The Nigerian Union of Journalists (NUJ) Saturday in Abuja gave kudos to over two dozen of its members who, in the course of their job as reporters, had suffered abuse and threats ranging from imprisonment, illegal detention, warrantless arrests, and dangerous assault from state agents and non-state actors.
The union also recognised half a dozen champions of the profession who have defended and promoted the cause of press freedom in what president of the union, Waheed Odusile, characterised as “an increasing and disturbing attack on the media, and by implication, on democracy.” The event, a celebration of the World Press Freedom day, was at the Ladi Kwali Hall of Sheraton Hotel.
Lanre Arogundade, director of the International Press Centre in Lagos; Richard Akinnola, a famous judiciary reporter, editor, and civil rights advocate; Femi Falana, human rights defence lawyer; Edetan Ojo, chief executive officer of the Media Rights Agenda, and the man who guided the coalition that helped secure the passage of the Freedom of Information Bill into law in 2011 were the star actors who earned recognition as press defenders.
PREMIUM TIMES’ Publisher, Dapo Olorunyomi, and Judiciary correspondent, Evelyn Okakwu, joined other victims of state harassment to be presented with the Torchbearer of Press Freedom Award at the event. Mr. Olorunyomi and Ms. Okakwu were, on January 19, 2017, arrested by the police days after refusing to retract a story about the Nigerian Army.
Speaking on Press Freedom at the event, Shehu Sani, the Chairman of the Senate Committee on Local and Foreign debt, said though the media has come a long way, it is not free from its’ own challenges.
Some challenges, he addressed, were that many media houses do not pay their staff, instead they leave them to fend for themselves and as a result the staff tend to lose their objectivity when reporting.
He also discussed how the media are used, then dumped by politicians who need them to get into power.
“There are people in power today that see the media as the enemy, after using you and dumping you. Now we are coming back to you.
“Before 2015, the very media that we called progressive, fair and just is now the one we will refer to as being sensational and partial and being in-objective. So most times, you the media are well used by politicians when they are in search of power and when the power is at hand you become the enemy.
“I think there is a need for you, this time around, not to be taken for a fool again. We should be impartial in holding people to account and you should give fair hearing to everyone.

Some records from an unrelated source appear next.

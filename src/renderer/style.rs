//! Inline style generation for cards and particles

use std::fmt::Write;

use glam::Vec2;

use crate::color::Color;
use crate::layout::HelixPlacement;
use crate::particles::{ParticleTrajectory, ShapeStyle};

/// Vault card style; the card is centered on `50% + horizontal_offset`
pub fn placement_style(p: &HelixPlacement) -> String {
    format!(
        "left: calc(50% + {:.1}px); top: {:.1}px; \
         transform: translateX(-50%) scale({:.3}) rotate({:.2}deg); \
         opacity: {:.3}; z-index: {}; animation-delay: {:.2}s;",
        p.horizontal_offset,
        p.vertical_position,
        p.scale,
        p.rotation,
        p.opacity,
        p.z_order,
        p.animation_delay,
    )
}

/// Border radius, rotation and clip path for a particle silhouette
pub fn shape_css(style: &ShapeStyle) -> String {
    let mut css = String::new();
    let radius = if style.rounded { "50%" } else { "0" };
    let _ = write!(css, "border-radius: {radius};");

    // Keyframes compose this with the travel translate via --rot
    if style.rotation_deg != 0.0 {
        let _ = write!(css, " --rot: {}deg;", style.rotation_deg);
    }

    if let Some(outline) = style.outline {
        let points: Vec<String> = outline
            .iter()
            .map(|(x, y)| format!("{x}% {y}%"))
            .collect();
        let _ = write!(css, " clip-path: polygon({});", points.join(", "));
    }
    css
}

/// Particle style; `--dx`/`--dy` feed the float-away keyframes
pub fn particle_style(t: &ParticleTrajectory, color: Color) -> String {
    format!(
        "--dx: {:.1}px; --dy: {:.1}px; width: {:.1}px; height: {:.1}px; \
         background: {}; box-shadow: 0 0 {:.1}px {}; \
         animation-duration: {:.2}s; animation-delay: {:.2}s; {}",
        t.end_offset.x,
        t.end_offset.y,
        t.size,
        t.size,
        color.to_hex(),
        t.size * 2.0,
        color.to_css_rgba(0.8),
        t.duration,
        t.start_delay,
        shape_css(&t.shape_style),
    )
}

/// 3D hover tilt for a card (x = rotateX, y = rotateY)
pub fn tilt_style(tilt: Vec2) -> String {
    format!(
        "transform: perspective(800px) rotateX({:.2}deg) rotateY({:.2}deg);",
        tilt.x, tilt.y
    )
}
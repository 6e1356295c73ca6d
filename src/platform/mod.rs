//! Platform abstraction layer
//!
//! Handles browser/native differences for:
//! - Haptic feedback (Vibration API)
//! - Fullscreen control
//! - Deep-link query parsing
//!
//! Browser calls are compiled only for wasm32; native builds get no-op stubs
//! so the rest of the crate stays testable with `cargo test`.

pub mod deeplink;
pub mod fullscreen;
pub mod haptics;

pub use deeplink::{DeepLink, parse_query};
pub use haptics::HapticEvent;
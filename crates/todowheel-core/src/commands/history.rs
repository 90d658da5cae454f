use std::io::Write;
use std::time::Instant;

use tracing::{
  debug,
  info,
  instrument
};

use super::{
  Workspace,
  active,
  active_mut
};
use crate::task::short_id;

pub(super) fn show<W: Write>(
  ws: &Workspace,
  out: &mut W
) -> anyhow::Result<()> {
  let session = active(&ws.session)?;
  ws.renderer
    .history(out, session.state().completed())
}

#[instrument(skip(ws, out))]
pub(super) fn clear<W: Write>(
  ws: &mut Workspace,
  out: &mut W
) -> anyhow::Result<()> {
  let session = active_mut(&mut ws.session)?;
  let count =
    session.state().completed().len();
  session.update(Instant::now(), |state| {
    Ok(state.clear_completed())
  })?;
  info!(count, "cleared completed tasks");
  writeln!(
    out,
    "Cleared {count} completed task{}.",
    if count == 1 { "" } else { "s" }
  )?;
  Ok(())
}

#[instrument(skip(ws, out))]
pub(super) fn remove<W: Write>(
  ws: &mut Workspace,
  out: &mut W,
  needle: &str
) -> anyhow::Result<()> {
  let session = active_mut(&mut ws.session)?;
  let Some(id) = session
    .state()
    .resolve_completed(needle)?
  else {
    debug!(needle, "history remove: no matching completed task");
    writeln!(
      out,
      "No completed task matches \
       `{needle}`."
    )?;
    return Ok(());
  };

  session.update(Instant::now(), |state| {
    Ok(state.remove_completed(id))
  })?;
  info!(task = %short_id(id), "removed completed task");
  writeln!(
    out,
    "Removed completed task {}.",
    short_id(id)
  )?;
  Ok(())
}
//! Session state and its transitions.
//!
//! Every transition borrows the current state and returns a new one; the
//! caller decides when to swap it in and when to persist it.

use chrono::{DateTime, Utc};
use uuid::Uuid;

use crate::duration::TaskDuration;
use crate::goals::{GoalError, GoalFilter, GoalRegistry};
use crate::snapshot::Snapshot;
use crate::task::{Task, TaskId};

#[derive(Debug, Clone, PartialEq, Eq, thiserror::Error)]
pub enum SessionError {
    #[error("please enter a task title")]
    EmptyTitle,
    #[error("a task with id {0} already exists")]
    DuplicateId(TaskId),
    #[error("no task with id {0}")]
    NotFound(TaskId),
    #[error("id prefix `{0}` matches more than one task")]
    AmbiguousId(String),
    #[error("unknown goal: {0}")]
    UnknownGoal(String),
    #[error(transparent)]
    Goal(#[from] GoalError),
}

impl SessionError {
    /// Not-found conditions are reported to the user but are not failures.
    pub fn is_not_found(&self) -> bool {
        matches!(self, Self::NotFound(_))
    }
}

/// Input for a new task, as collected from the user.
#[derive(Debug, Clone)]
pub struct TaskDraft {
    pub id: TaskId,
    pub title: String,
    pub duration: Option<TaskDuration>,
    pub goal: Option<String>,
}

impl TaskDraft {
    pub fn new(title: impl Into<String>) -> Self {
        Self {
            id: Uuid::new_v4(),
            title: title.into(),
            duration: None,
            goal: None,
        }
    }

    pub fn with_id(mut self, id: TaskId) -> Self {
        self.id = id;
        self
    }

    pub fn with_duration(mut self, duration: TaskDuration) -> Self {
        self.duration = Some(duration);
        self
    }

    pub fn with_goal(mut self, goal: impl Into<String>) -> Self {
        self.goal = Some(goal.into());
        self
    }
}

/// Everything the user sees: active tasks, goals, the completion ledger and
/// the currently selected goal filter.
#[derive(Debug, Clone, Default, PartialEq, Eq)]
pub struct SessionState {
    tasks: Vec<Task>,
    goals: GoalRegistry,
    completed: Vec<Task>,
    active_goal: GoalFilter,
}

impl SessionState {
    pub fn new(tasks: Vec<Task>, goals: GoalRegistry, completed: Vec<Task>) -> Self {
        Self {
            tasks,
            goals,
            completed,
            active_goal: GoalFilter::All,
        }
    }

    pub fn from_snapshot(snapshot: Snapshot) -> Self {
        Self::new(
            snapshot.tasks,
            GoalRegistry::from_labels(snapshot.goals),
            snapshot.completed,
        )
    }

    pub fn snapshot(&self) -> Snapshot {
        Snapshot {
            tasks: self.tasks.clone(),
            goals: self.goals.labels().to_vec(),
            completed: self.completed.clone(),
        }
    }

    pub fn tasks(&self) -> &[Task] {
        &self.tasks
    }

    pub fn completed(&self) -> &[Task] {
        &self.completed
    }

    pub fn goals(&self) -> &GoalRegistry {
        &self.goals
    }

    pub fn active_goal(&self) -> &GoalFilter {
        &self.active_goal
    }

    /// Active tasks under the current goal filter, in insertion order.
    pub fn visible_tasks(&self) -> Vec<&Task> {
        self.tasks
            .iter()
            .filter(|task| self.active_goal.matches(task))
            .collect()
    }

    pub fn add_task(&self, draft: TaskDraft, now: DateTime<Utc>) -> Result<Self, SessionError> {
        let title = draft.title.trim();
        if title.is_empty() {
            return Err(SessionError::EmptyTitle);
        }
        if self.tasks.iter().any(|task| task.id == draft.id) {
            return Err(SessionError::DuplicateId(draft.id));
        }

        let goal = match draft.goal.as_deref().map(str::trim) {
            Some(label) if !label.is_empty() => {
                if !self.goals.contains(label) {
                    return Err(SessionError::UnknownGoal(label.to_string()));
                }
                label.to_string()
            }
            _ => self.active_goal.label().to_string(),
        };

        let mut task = Task::new(draft.id, title.to_string(), goal, now);
        task.duration = draft.duration;

        let mut next = self.clone();
        next.tasks.push(task);
        Ok(next)
    }

    /// Removes an active task. Unknown ids leave the state untouched.
    pub fn remove_task(&self, id: TaskId) -> Self {
        let mut next = self.clone();
        next.tasks.retain(|task| task.id != id);
        next
    }

    /// Moves an active task to the front of the completion ledger.
    pub fn complete_task(&self, id: TaskId, now: DateTime<Utc>) -> Result<Self, SessionError> {
        let idx = self
            .tasks
            .iter()
            .position(|task| task.id == id)
            .ok_or(SessionError::NotFound(id))?;

        if self.completed.iter().any(|done| done.id == id) {
            return Err(SessionError::DuplicateId(id));
        }

        let mut next = self.clone();
        let task = next.tasks.remove(idx).into_completed(now);
        next.completed.insert(0, task);
        Ok(next)
    }

    pub fn remove_completed(&self, id: TaskId) -> Self {
        let mut next = self.clone();
        next.completed.retain(|task| task.id != id);
        next
    }

    pub fn clear_completed(&self) -> Self {
        let mut next = self.clone();
        next.completed.clear();
        next
    }

    pub fn add_goal(&self, name: &str) -> Result<Self, SessionError> {
        let mut next = self.clone();
        next.goals.insert(name)?;
        Ok(next)
    }

    pub fn select_goal(&self, label: &str) -> Result<Self, SessionError> {
        let filter = GoalFilter::from_label(label);
        if !self.goals.contains(filter.label()) {
            return Err(SessionError::UnknownGoal(label.trim().to_string()));
        }
        let mut next = self.clone();
        next.active_goal = filter;
        Ok(next)
    }

    /// Resolves a full id or a unique prefix of the short id against the
    /// active collection.
    pub fn resolve_active(&self, needle: &str) -> Result<Option<TaskId>, SessionError> {
        resolve_prefix(&self.tasks, needle)
    }

    pub fn resolve_completed(&self, needle: &str) -> Result<Option<TaskId>, SessionError> {
        resolve_prefix(&self.completed, needle)
    }
}

fn resolve_prefix(tasks: &[Task], needle: &str) -> Result<Option<TaskId>, SessionError> {
    let needle = needle.trim().to_ascii_lowercase();
    if needle.is_empty() {
        return Ok(None);
    }
    if let Ok(id) = Uuid::parse_str(&needle) {
        return Ok(tasks.iter().find(|task| task.id == id).map(|task| task.id));
    }

    let mut matches = tasks
        .iter()
        .filter(|task| task.id.simple().to_string().starts_with(&needle));
    let Some(first) = matches.next() else {
        return Ok(None);
    };
    if matches.next().is_some() {
        return Err(SessionError::AmbiguousId(needle));
    }
    Ok(Some(first.id))
}
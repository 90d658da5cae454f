//! The spin-the-wheel picker.
//!
//! A spin is a uniform draw over the visible tasks. The rotation reported
//! alongside it is derived from the same draw, so an animation landing on
//! `rotation_degrees` stops on the selected segment.

use rand::Rng;

use crate::task::{Task, TaskId};

/// Minimum rotation of a spin: four full turns.
pub const BASE_ROTATION_DEGREES: f64 = 1440.0;

#[derive(Debug, Clone, PartialEq)]
pub struct WheelSpin {
    pub index: usize,
    pub task_id: TaskId,
    pub rotation_degrees: f64,
    pub segment_degrees: f64,
}

/// Holds the result currently on display. Each spin replaces it.
#[derive(Debug, Clone, Default)]
pub struct Wheel {
    last: Option<WheelSpin>,
}

impl Wheel {
    pub fn new() -> Self {
        Self::default()
    }

    pub fn can_spin(tasks: &[&Task]) -> bool {
        !tasks.is_empty()
    }

    pub fn last(&self) -> Option<&WheelSpin> {
        self.last.as_ref()
    }

    pub fn spin<R: Rng>(&mut self, tasks: &[&Task], rng: &mut R) -> Option<&WheelSpin> {
        let fraction = rng.gen_range(0.0..1.0);
        self.spin_with_fraction(tasks, fraction)
    }

    /// Spins using a caller-supplied fraction in `[0, 1)`.
    pub fn spin_with_fraction(&mut self, tasks: &[&Task], fraction: f64) -> Option<&WheelSpin> {
        self.last = None;
        if !Self::can_spin(tasks) {
            return None;
        }

        let fraction = if fraction.is_finite() {
            fraction.clamp(0.0, 1.0)
        } else {
            0.0
        };
        let len = tasks.len();
        let index = ((fraction * len as f64).floor() as usize).min(len - 1);

        self.last = Some(WheelSpin {
            index,
            task_id: tasks[index].id,
            rotation_degrees: BASE_ROTATION_DEGREES + fraction * 360.0,
            segment_degrees: 360.0 / len as f64,
        });
        self.last.as_ref()
    }

    pub fn clear(&mut self) {
        self.last = None;
    }
}
//! A running session: in-memory state, the backend it mirrors to, and the
//! pending write-behind batch.

use std::time::{Duration, Instant};

use tracing::{debug, info, warn};

use crate::goals::GoalRegistry;
use crate::mirror::WriteBehind;
use crate::session::{SessionError, SessionState};
use crate::snapshot::Snapshot;
use crate::store::{Backend, StoreResult};

#[derive(Debug)]
pub struct AppSession<B> {
    backend: B,
    state: SessionState,
    mirror: WriteBehind,
}

impl<B: Backend> AppSession<B> {
    /// Loads all three collections. Transient store failures start the
    /// session empty and let later flushes catch the store up; anything
    /// else is returned.
    #[tracing::instrument(skip(backend), fields(backend = %backend.describe()))]
    pub async fn open(backend: B, debounce: Duration) -> StoreResult<Self> {
        let (baseline, state) = initial_state(load_or_empty(&backend).await?);
        let mut mirror = WriteBehind::new(baseline, debounce);
        mirror.observe(state.snapshot(), Instant::now());
        Ok(Self {
            backend,
            state,
            mirror,
        })
    }

    pub fn state(&self) -> &SessionState {
        &self.state
    }

    pub fn backend(&self) -> &B {
        &self.backend
    }

    /// Swaps in a new state. Persistence follows on the next due flush.
    pub fn apply(&mut self, next: SessionState, now: Instant) {
        self.mirror.observe(next.snapshot(), now);
        self.state = next;
    }

    /// Runs a transition against the current state and applies its result.
    /// A rejected transition leaves the state untouched.
    pub fn update<F>(&mut self, now: Instant, transition: F) -> Result<(), SessionError>
    where
        F: FnOnce(&SessionState) -> Result<SessionState, SessionError>,
    {
        let next = transition(&self.state)?;
        self.apply(next, now);
        Ok(())
    }

    pub fn has_pending(&self) -> bool {
        self.mirror.has_pending()
    }

    pub fn is_due(&self, now: Instant) -> bool {
        self.mirror.is_due(now)
    }

    pub fn deadline(&self) -> Option<Instant> {
        self.mirror.deadline()
    }

    pub async fn flush(&mut self) -> StoreResult<()> {
        self.mirror.flush(&self.backend).await
    }

    /// Moves the session to another backend, typically a different user.
    /// Pending changes go to the old backend first; the new one then
    /// replaces all three collections.
    #[tracing::instrument(skip(self, backend), fields(to = %backend.describe()))]
    pub async fn switch_backend(&mut self, backend: B) -> StoreResult<()> {
        if let Err(error) = self.flush().await {
            warn!(
                error = %error,
                from = %self.backend.describe(),
                "dropping unsent changes while switching backend"
            );
        }

        let (baseline, state) = initial_state(load_or_empty(&backend).await?);
        info!(
            from = %self.backend.describe(),
            to = %backend.describe(),
            "switched backend"
        );
        self.mirror.reset(baseline);
        self.mirror.observe(state.snapshot(), Instant::now());
        self.state = state;
        self.backend = backend;
        Ok(())
    }
}

/// `None` means the store was unreachable and the session starts empty.
async fn load_or_empty<B: Backend>(backend: &B) -> StoreResult<Option<Snapshot>> {
    match backend.load().await {
        Ok(snapshot) => Ok(Some(snapshot)),
        Err(error) if error.is_transient() => {
            warn!(
                error = %error,
                backend = %backend.describe(),
                "store unavailable; starting with empty collections"
            );
            Ok(None)
        }
        Err(error) => Err(error),
    }
}

/// Splits a load result into the persisted baseline and the starting state.
/// A store that answered with no goals gets the default goals, left pending
/// against the baseline so the next flush writes them.
fn initial_state(loaded: Option<Snapshot>) -> (Snapshot, SessionState) {
    match loaded {
        Some(snapshot) if snapshot.goals.is_empty() => {
            debug!("store has no goals; seeding defaults");
            let state = SessionState::new(
                snapshot.tasks.clone(),
                GoalRegistry::with_defaults(),
                snapshot.completed.clone(),
            );
            (snapshot, state)
        }
        Some(snapshot) => (snapshot.clone(), SessionState::from_snapshot(snapshot)),
        None => (Snapshot::default(), SessionState::from_snapshot(Snapshot::default())),
    }
}
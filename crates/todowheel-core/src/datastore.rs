use std::fs;
use std::io::{BufRead, BufReader, Write};
use std::path::{Path, PathBuf};

use serde::Serialize;
use serde::de::DeserializeOwned;
use tempfile::NamedTempFile;
use tracing::{debug, info};

use crate::goals::DEFAULT_GOALS;
use crate::snapshot::{Collection, DirtySet, Snapshot};
use crate::store::{StoreError, StoreResult};
use crate::task::Task;

const TASKS_FILE: &str = "tasks.data";
const GOALS_FILE: &str = "goals.data";
const COMPLETED_FILE: &str = "completed.data";
const CONTEXT_FILE: &str = "context.data";

/// Local device storage: one JSON-lines file per collection.
#[derive(Debug)]
pub struct DataStore {
    pub data_dir: PathBuf,
    pub tasks_path: PathBuf,
    pub goals_path: PathBuf,
    pub completed_path: PathBuf,
}

impl DataStore {
    #[tracing::instrument(skip(data_dir))]
    pub fn open(data_dir: &Path) -> StoreResult<Self> {
        let data_dir = data_dir.to_path_buf();
        fs::create_dir_all(&data_dir).map_err(|source| StoreError::io(&data_dir, source))?;

        let tasks_path = data_dir.join(TASKS_FILE);
        let goals_path = data_dir.join(GOALS_FILE);
        let completed_path = data_dir.join(COMPLETED_FILE);

        for path in [&tasks_path, &completed_path] {
            if !path.exists() {
                fs::write(path, "").map_err(|source| StoreError::io(path, source))?;
            }
        }
        if !goals_path.exists() {
            let defaults: Vec<String> = DEFAULT_GOALS.iter().map(ToString::to_string).collect();
            save_jsonl_atomic(&goals_path, &defaults)?;
            debug!(goals = ?defaults, "seeded default goals");
        }

        info!(
            data_dir = %data_dir.display(),
            tasks = %tasks_path.display(),
            goals = %goals_path.display(),
            completed = %completed_path.display(),
            "opened datastore"
        );

        Ok(Self {
            data_dir,
            tasks_path,
            goals_path,
            completed_path,
        })
    }

    #[tracing::instrument(skip(self))]
    pub fn load_tasks(&self) -> StoreResult<Vec<Task>> {
        load_jsonl(&self.tasks_path)
    }

    #[tracing::instrument(skip(self))]
    pub fn load_goals(&self) -> StoreResult<Vec<String>> {
        load_jsonl(&self.goals_path)
    }

    #[tracing::instrument(skip(self))]
    pub fn load_completed(&self) -> StoreResult<Vec<Task>> {
        load_jsonl(&self.completed_path)
    }

    #[tracing::instrument(skip(self, tasks))]
    pub fn save_tasks(&self, tasks: &[Task]) -> StoreResult<()> {
        save_jsonl_atomic(&self.tasks_path, tasks)
    }

    #[tracing::instrument(skip(self, goals))]
    pub fn save_goals(&self, goals: &[String]) -> StoreResult<()> {
        save_jsonl_atomic(&self.goals_path, goals)
    }

    #[tracing::instrument(skip(self, tasks))]
    pub fn save_completed(&self, tasks: &[Task]) -> StoreResult<()> {
        save_jsonl_atomic(&self.completed_path, tasks)
    }

    pub fn load_snapshot(&self) -> StoreResult<Snapshot> {
        Ok(Snapshot {
            tasks: self.load_tasks()?,
            goals: self.load_goals()?,
            completed: self.load_completed()?,
        })
    }

    /// Rewrites each dirty collection in full.
    #[tracing::instrument(skip(self, next, dirty))]
    pub fn save_snapshot(&self, next: &Snapshot, dirty: &DirtySet) -> StoreResult<()> {
        for collection in dirty {
            match collection {
                Collection::Tasks => self.save_tasks(&next.tasks)?,
                Collection::Goals => self.save_goals(&next.goals)?,
                Collection::Completed => self.save_completed(&next.completed)?,
            }
        }
        Ok(())
    }
}

/// Reads the goal filter remembered between invocations.
pub fn read_active_goal(data_dir: &Path) -> StoreResult<Option<String>> {
    let path = data_dir.join(CONTEXT_FILE);
    if !path.exists() {
        return Ok(None);
    }
    let raw = fs::read_to_string(&path).map_err(|source| StoreError::io(&path, source))?;
    let trimmed = raw.trim();
    if trimmed.is_empty() {
        Ok(None)
    } else {
        Ok(Some(trimmed.to_string()))
    }
}

pub fn write_active_goal(data_dir: &Path, label: Option<&str>) -> StoreResult<()> {
    let path = data_dir.join(CONTEXT_FILE);
    fs::write(&path, label.unwrap_or_default()).map_err(|source| StoreError::io(&path, source))
}

#[tracing::instrument(skip(path))]
fn load_jsonl<T: DeserializeOwned>(path: &Path) -> StoreResult<Vec<T>> {
    debug!(file = %path.display(), "loading jsonl");
    let file = fs::File::open(path).map_err(|source| StoreError::io(path, source))?;
    let reader = BufReader::new(file);

    let mut out = Vec::new();
    for (idx, line) in reader.lines().enumerate() {
        let line = line.map_err(|source| StoreError::io(path, source))?;
        let trimmed = line.trim();
        if trimmed.is_empty() {
            continue;
        }

        let item = serde_json::from_str(trimmed).map_err(|source| StoreError::Parse {
            path: path.to_path_buf(),
            line: idx + 1,
            source,
        })?;
        out.push(item);
    }

    debug!(count = out.len(), "loaded records from jsonl");
    Ok(out)
}

#[tracing::instrument(skip(path, items))]
pub(crate) fn save_jsonl_atomic<T: Serialize>(path: &Path, items: &[T]) -> StoreResult<()> {
    debug!(file = %path.display(), count = items.len(), "saving jsonl atomically");

    let dir = path.parent().unwrap_or_else(|| Path::new("."));
    let mut temp = NamedTempFile::new_in(dir).map_err(|source| StoreError::io(dir, source))?;
    for item in items {
        let serialized = serde_json::to_string(item).map_err(StoreError::Encode)?;
        writeln!(temp, "{serialized}").map_err(|source| StoreError::io(path, source))?;
    }
    temp.flush().map_err(|source| StoreError::io(path, source))?;

    temp.persist(path)
        .map_err(|err| StoreError::io(path, err.error))?;

    Ok(())
}
use std::ffi::OsString;

fn main() {
    let args: Vec<OsString> = std::env::args_os().collect();
    if let Err(err) = todowheel_core::run(args) {
        eprintln!("error: {err:#}");
        std::process::exit(1);
    }
}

“What you need to do is to remain firm on the codes and ethics of your profession,” Mr. Sani advised.
A France based American journalist, Linda Hervieux, also speaking at the event, said the media sometimes is the only watchdog in a community checking the powers in that community.
When speaking on this years’ World Press Freedom Index by Reporters Without Borders, Mrs Hervieux said though African countries did better than last year, the index still indicates that press freedom is bad in Africa.
“African nations came out slightly better than the year before but still the map is mostly bright red which means bad. Nigeria was in the red.
“The report says journalists here are often harassed by authorities. I heard this week about self-censorship in the press. I’ve heard about journalists not being paid and being put in compromising positions.
“These are the stories that you’ve all been telling me this week. Overall, Nigeria has one of the most vibrant press teams in Africa. That is good news,” she said.